'Return to Oz': 3 Disturbing Things That Make Disney's Cult Classic a Child’s Worst Nightmare

At the intersection of Walt Disney and horror movies lies a murky space known as the ‘Dark Phase.’ Return to Oz (1985) is a perfect example of such a movie. 

During this stretch, Disney released a string of 1980’s movies that were disturbing at best and inappropriate for children at worst. And yet, they found a growing cult following among now-grown children. Moreover, they find comfort in the familiarity of the terror they felt as kids. It’s a unique type of nostalgia. 

So in the spirit of the season, we’re counting down the three most disturbing things about Return to Oz. It’s a movie that probably never should have been marketing toward children — but we’re glad they did. 

The mental asylum in ‘Return to Oz’ will keep you up at night 

Return to Oz picks up roughly where The Wizard of Oz left off. But everything is different. Gone are the colorful panoramas of Judy Garland’s fantasy world. In its place is a gnarled yellow brick road, muted colors, and a psychopathic cast of side characters fit for an insane asylum. 

And that’s where the story begins. Dorothy’s (played by Fairuza Balk) Uncle Henry and Aunt Em take her to a psychiatric facility because she has “nightmares” about Oz. There, she learns her treatment — electroshock therapy. 

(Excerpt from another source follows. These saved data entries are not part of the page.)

//! Property-based tests for the burndown builder and membership filter
//!
//! Uses proptest to verify properties that should hold for all inputs.

use chrono::Duration;
use proptest::prelude::*;
use trello_sprint::core::models::{Card, IdealCurve};
use trello_sprint::core::services::{build_burndown, build_burndown_with, select_sprint_cards};

use crate::common::{CardBuilder, after_start, set, sprint_start};

/// Cards described by (done?, days after the sprint start)
fn cards_from(plan: &[(bool, i64)]) -> Vec<Card> {
    plan.iter()
        .enumerate()
        .map(|(i, &(done, days))| {
            let builder = CardBuilder::new(&format!("card{i}"));
            if done { builder.done_after(days).build() } else { builder.build() }
        })
        .collect()
}

proptest! {
    /// Both series always have one point per week plus the start
    #[test]
    fn series_length_is_weeks_plus_one(
        plan in prop::collection::vec((any::<bool>(), -30i64..90), 0..30),
        days in 0i64..120
    ) {
        let cards = cards_from(&plan);
        let end = sprint_start() + Duration::days(days);
        let burndown = build_burndown(&cards, &set(&["done"]), sprint_start(), end);

        let expected_len = usize::try_from(days / 7 + 1).unwrap();
        prop_assert_eq!(burndown.expected.len(), expected_len);
        prop_assert_eq!(burndown.actual.len(), expected_len);
    }

    /// Endpoints: everything remains at week 0, the ideal reaches zero at the end
    #[test]
    fn endpoints_hold(
        plan in prop::collection::vec((any::<bool>(), -30i64..90), 1..30),
        weeks in 1i64..16
    ) {
        let cards = cards_from(&plan);
        let end = sprint_start() + Duration::weeks(weeks);
        for curve in [IdealCurve::Linear, IdealCurve::Refinement] {
            let burndown = build_burndown_with(&cards, &set(&["done"]), sprint_start(), end, curve);
            let total = cards.len() as f64;
            prop_assert_eq!(burndown.expected[0].remaining_count, total);
            prop_assert_eq!(burndown.actual[0].remaining_count, total);
            prop_assert_eq!(burndown.expected.last().unwrap().remaining_count, 0.0);
        }
    }

    /// Actual remaining work never goes up and never drops below zero
    #[test]
    fn actual_is_non_increasing(
        plan in prop::collection::vec((any::<bool>(), -30i64..90), 0..30),
        weeks in 0i64..16
    ) {
        let cards = cards_from(&plan);
        let end = sprint_start() + Duration::weeks(weeks);
        let burndown = build_burndown(&cards, &set(&["done"]), sprint_start(), end);

        for pair in burndown.actual.windows(2) {
            prop_assert!(pair[1].remaining_count <= pair[0].remaining_count);
        }
        for point in &burndown.actual {
            prop_assert!(point.remaining_count >= 0.0);
        }
    }

    /// Building twice from the same input gives the same result
    #[test]
    fn build_is_deterministic(
        plan in prop::collection::vec((any::<bool>(), -30i64..90), 0..30),
        weeks in 0i64..16
    ) {
        let cards = cards_from(&plan);
        let end = sprint_start() + Duration::weeks(weeks);
        let first = build_burndown(&cards, &set(&["done"]), sprint_start(), end);
        let second = build_burndown(&cards, &set(&["done"]), sprint_start(), end);
        prop_assert_eq!(first, second);
    }

    /// Cards finished after the sprint end never reduce the actual series
    #[test]
    fn late_cards_never_count(count in 1usize..20, weeks in 0i64..8, extra in 1i64..60) {
        let cards: Vec<Card> = (0..count)
            .map(|i| CardBuilder::new(&format!("late{i}")).done_after(weeks * 7 + 7 + extra).build())
            .collect();
        let end = after_start(weeks * 7);
        let burndown = build_burndown(&cards, &set(&["done"]), sprint_start(), end);

        for point in &burndown.actual {
            prop_assert_eq!(point.remaining_count, count as f64);
        }
    }

    /// Every pinned card present on the board is selected, in input order
    #[test]
    fn pinned_cards_are_all_selected(
        ids in prop::collection::hash_set("[a-z]{4,8}", 1..20),
        pick in prop::collection::vec(any::<bool>(), 20)
    ) {
        let ids: Vec<String> = ids.into_iter().collect();
        let cards: Vec<Card> = ids.iter().map(|id| CardBuilder::new(id).build()).collect();
        let pinned: std::collections::HashSet<String> = ids
            .iter()
            .zip(&pick)
            .filter(|(_, keep)| **keep)
            .map(|(id, _)| id.clone())
            .collect();

        let selected = select_sprint_cards(&cards, &pinned, &set(&[]));
        prop_assert_eq!(selected.len(), pinned.len());
        let order: Vec<&String> = selected.iter().map(|c| &c.id).collect();
        let expected: Vec<&String> = ids.iter().filter(|id| pinned.contains(*id)).collect();
        prop_assert_eq!(order, expected);
    }
}
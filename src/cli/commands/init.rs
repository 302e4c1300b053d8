//! Init command - write a default config

use trello_sprint::config::GlobalConfig;
use trello_sprint::core::ports::SettingsStore;
use trello_sprint::links::extract_board_id;
use trello_sprint::output::OperationResult;
use trello_sprint::settings::{DONE_COLUMNS_KEY, SprintSettings, store_key};

use super::board::settings_store;
use crate::cli::app::Session;

/// Write the config file, and default settings if none exist yet
pub fn init(force: bool, session: &Session) -> anyhow::Result<()> {
    let path = GlobalConfig::config_path();
    if path.exists() && !force {
        anyhow::bail!("{} already exists (use --force to overwrite)", path.display());
    }

    let mut config = GlobalConfig::default();
    if let Some(board) = &session.board {
        let id = extract_board_id(board)
            .ok_or_else(|| anyhow::anyhow!("not a board URL or id: {board}"))?;
        config.default_board = Some(id);
    }
    config.save_to(&path)?;

    let store = settings_store();
    if store.get(&store_key(DONE_COLUMNS_KEY))?.is_none() {
        SprintSettings::default().save(&store)?;
        log::debug!("wrote default settings to {}", store.path().display());
    }

    OperationResult::ok(format!("Created {}", path.display())).render(session.output_mode);
    Ok(())
}
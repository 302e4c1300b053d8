//! Remaining-work grouping
//!
//! Groups the sprint cards that are not yet done by the list they sit in,
//! following the board's list order.

use std::collections::HashSet;

use serde::Serialize;

use crate::core::models::{BoardList, Card};

/// Sprint cards sitting in one list
#[derive(Debug, Clone, Serialize)]
pub struct ListGroup<'a> {
    /// The list
    pub list: &'a BoardList,
    /// Sprint cards in the list, in input order
    pub cards: Vec<&'a Card>,
}

impl ListGroup<'_> {
    /// Number of cards in the group
    #[must_use]
    pub fn count(&self) -> usize {
        self.cards.len()
    }
}

/// Group outstanding sprint cards by list
///
/// Done lists and lists without sprint cards are left out. Cards whose list
/// is not on the board are dropped.
#[must_use]
pub fn group_remaining<'a>(
    lists: &'a [BoardList],
    sprint_cards: &[&'a Card],
    done_list_ids: &HashSet<String>,
) -> Vec<ListGroup<'a>> {
    lists
        .iter()
        .filter(|list| !done_list_ids.contains(&list.id))
        .filter_map(|list| {
            let cards: Vec<&Card> =
                sprint_cards.iter().copied().filter(|c| c.list_id == list.id).collect();
            (!cards.is_empty()).then_some(ListGroup { list, cards })
        })
        .collect()
}
//! trello-sprint - Sprint burndown and remaining-work reports for Trello boards
//!
//! Pins cards to a sprint, remembers which columns mean "done", and reports
//! the expected versus actual burndown week by week.

// Deny all clippy warnings in this crate
#![deny(
    clippy::all,
    clippy::pedantic,
    clippy::nursery,
    missing_docs,
    missing_debug_implementations,
    missing_copy_implementations,
    trivial_casts,
    trivial_numeric_casts,
    unsafe_code,
    unused_import_braces,
    unused_qualifications
)]
// Allow some pedantic lints that are too noisy or not applicable
#![allow(
    clippy::module_name_repetitions,
    clippy::missing_errors_doc,
    clippy::cargo_common_metadata
)]

mod cli;

/// Main entry point for the trello-sprint CLI
fn main() {
    if let Err(err) = cli::run() {
        eprintln!("error: {err:#}");
        std::process::exit(1);
    }
}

Dorothy is locked into a room with rain-spattered windows, a bare lightbulb, and dingey walls. She sits still and listens to indistinct howling. Grasping a small, carved pumpkin, she attempts to comprehend what’s about to happen. The machine from which the doctor will treat her consists of knobs in the image of a face. 

A mystery girl cuts the electricity and sneaks Dorothy out of the asylum, stating that the howling they hear is “patients who have been damaged, locked in the cellar!” 

The Wheelers are pure terror for kids 

Everything that Dorothy encounters in the Victorian asylum appears later in Oz when she tumbles out of a terrifying reality and into a nightmare. 

The elaborately costumed Wheelers are the worst part of the hospital (or best, depending on how much you like to be scared.) The small army of wheeled jerks is equivalent to The Wicked Witch’s flying monkeys. They’re cackling, wheeled terrorists who harass and threaten Dorothy and her friends on behalf of Princess Mombi (Jean Marsh). 

Princess Mombi is the dangerous Nurse Wilson from the asylum. Likewise, the Wheelers are a sick combination of creepy orderlies and actual hospital stretchers. “Would you like to go for a ride, Dorothy?” asks Nurse Wilson forebodingly. 

She’s in for a ride, whether or not she wants one. 

‘Return to Oz’s obsession with severed heads is the most disturbing thing about it 

Dorothy finds herself in a broken and decrepit Oz. She meets Princess Mombi, who has a collection of stolen heads she likes to rotate depending on her mood. You read that right. Mombi has a cavernous glass cabinet containing the heads of beautiful women. Mombi decides she’d like to take Dorothy’s head, as well. 

For her resistance, Dorothy earns incarceration in one of Mombi’s towers. There, she meets Jack, a pumpkin-headed creature Mombi cobbled together with various sticks and things. Jack calls Dorothy “mom.” And while that’s kind of weird, it’s not nearly as horrifying as the fact that this children’s movie has an obsession with severed heads. 

Between Mombi’s head collection and Jack’s constant fear of losing his own, we’re wondering how Return to Oz was ever made as-is. According to Wikipedia, the movie met mixed reviews upon its 1985 release. 

However, we love it. Nostalgia, Halloween themes, and a Victorian asylum blend flawlessly for an autumn movie night.

We’ll meet you on Disney+, where the movie is currently streaming in the ‘Halloween’ section.